YOUR GOAL: Please reproduce, exactly and with nothing added, the line containing "async fn clear_forgets_conversation()" and every line after it to the end of the records.

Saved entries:
▼

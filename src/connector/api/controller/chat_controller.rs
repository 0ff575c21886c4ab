use anyhow::Result;
use tokio::io::{AsyncBufRead, AsyncBufReadExt, AsyncWrite, AsyncWriteExt};
use tracing::debug;

use super::super::Container;

const PROMPT: &str = "you> ";
const HELP: &str = "\
Commands:
  /help     show this message
  /history  print the conversation so far
  /clear    forget the conversation
  /exit     leave (also /quit or Ctrl-D)";

/// Line-oriented chat box.
///
/// Reads one question per line, prints the reply and keeps the transcript in
/// memory. Blank lines are ignored.
pub struct ChatController<'a> {
    container: &'a Container,
}

impl<'a> ChatController<'a> {
    pub fn new(container: &'a Container) -> Self {
        Self { container }
    }

    pub async fn run<R, W>(&self, input: R, output: &mut W) -> Result<()>
    where
        R: AsyncBufRead + Unpin,
        W: AsyncWrite + Unpin,
    {
        let mut session = self.container.chat_session();
        let mut lines = input.lines();

        output
            .write_all(
                format!(
                    "Connected to {}. Type /help for commands.\n",
                    self.container.endpoint()
                )
                .as_bytes(),
            )
            .await?;

        loop {
            output.write_all(PROMPT.as_bytes()).await?;
            output.flush().await?;

            let Some(line) = lines.next_line().await? else {
                output.write_all(b"\n").await?;
                break;
            };

            match line.trim() {
                "" => continue,
                "/exit" | "/quit" => break,
                "/help" => {
                    output.write_all(format!("{HELP}\n").as_bytes()).await?;
                }
                "/history" => {
                    if session.transcript().is_empty() {
                        output.write_all(b"(no messages yet)\n").await?;
                    }
                    for message in session.transcript().messages() {
                        output
                            .write_all(format!("{}\n", message.display_line()).as_bytes())
                            .await?;
                    }
                }
                "/clear" => {
                    session.clear();
                    output.write_all(b"(conversation cleared)\n").await?;
                }
                _ => {
                    let (reply, result) = session.send(&line).await;
                    debug!("Chat reply with code {}", result.code());
                    output
                        .write_all(format!("{}\n", reply.display_line()).as_bytes())
                        .await?;
                }
            }
        }

        output.flush().await?;
        Ok(())
    }
}

#[cfg(test)]
mod tests {
    use super::*;
    use std::sync::Arc;

    use crate::connector::MockAnswerService;

    async fn run_chat(service: Arc<MockAnswerService>, input: &str) -> String {
        let container = Container::with_service(service, "mock");
        let mut output = Vec::new();
        ChatController::new(&container)
            .run(input.as_bytes(), &mut output)
            .await
            .unwrap();
        String::from_utf8(output).unwrap()
    }

    #[tokio::test]
    async fn answers_each_line_until_exit() {
        let service = Arc::new(MockAnswerService::new());
        let output = run_chat(service.clone(), "hello\n\n  \nbye\n/exit\nignored\n").await;

        assert!(output.contains("bot> You asked: hello"));
        assert!(output.contains("bot> You asked: bye"));
        assert_eq!(service.received(), vec!["hello".to_string(), "bye".to_string()]);
    }

    #[tokio::test]
    async fn question_is_sent_untrimmed() {
        let service = Arc::new(MockAnswerService::new());
        run_chat(service.clone(), "  spaced out  \n").await;
        assert_eq!(service.received(), vec!["  spaced out  ".to_string()]);
    }

    #[tokio::test]
    async fn history_lists_both_sides() {
        let service = Arc::new(MockAnswerService::new());
        let output = run_chat(service, "/history\nhello\n/history\n").await;

        assert!(output.contains("(no messages yet)"));
        assert!(output.contains("you> hello\nbot> You asked: hello"));
    }

    #[tokio::test]
    async fn clear_forgets_conversation() {
        let service = Arc::new(MockAnswerService::new());
        let output = run_chat(service, "hello\n/clear\n/history\n/quit\n").await;

        assert!(output.contains("(conversation cleared)"));
        assert!(output.ends_with("(no messages yet)\nyou> "));
    }
}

▲

REPLY TO THE EXERCISE:
    async fn clear_forgets_conversation() {
        let service = Arc::new(MockAnswerService::new());
        let output = run_chat(service, "hello\n/clear\n/history\n/quit\n").await;

        assert!(output.contains("(conversation cleared)"));
        assert!(output.ends_with("(no messages yet)\nyou> "));
    }
}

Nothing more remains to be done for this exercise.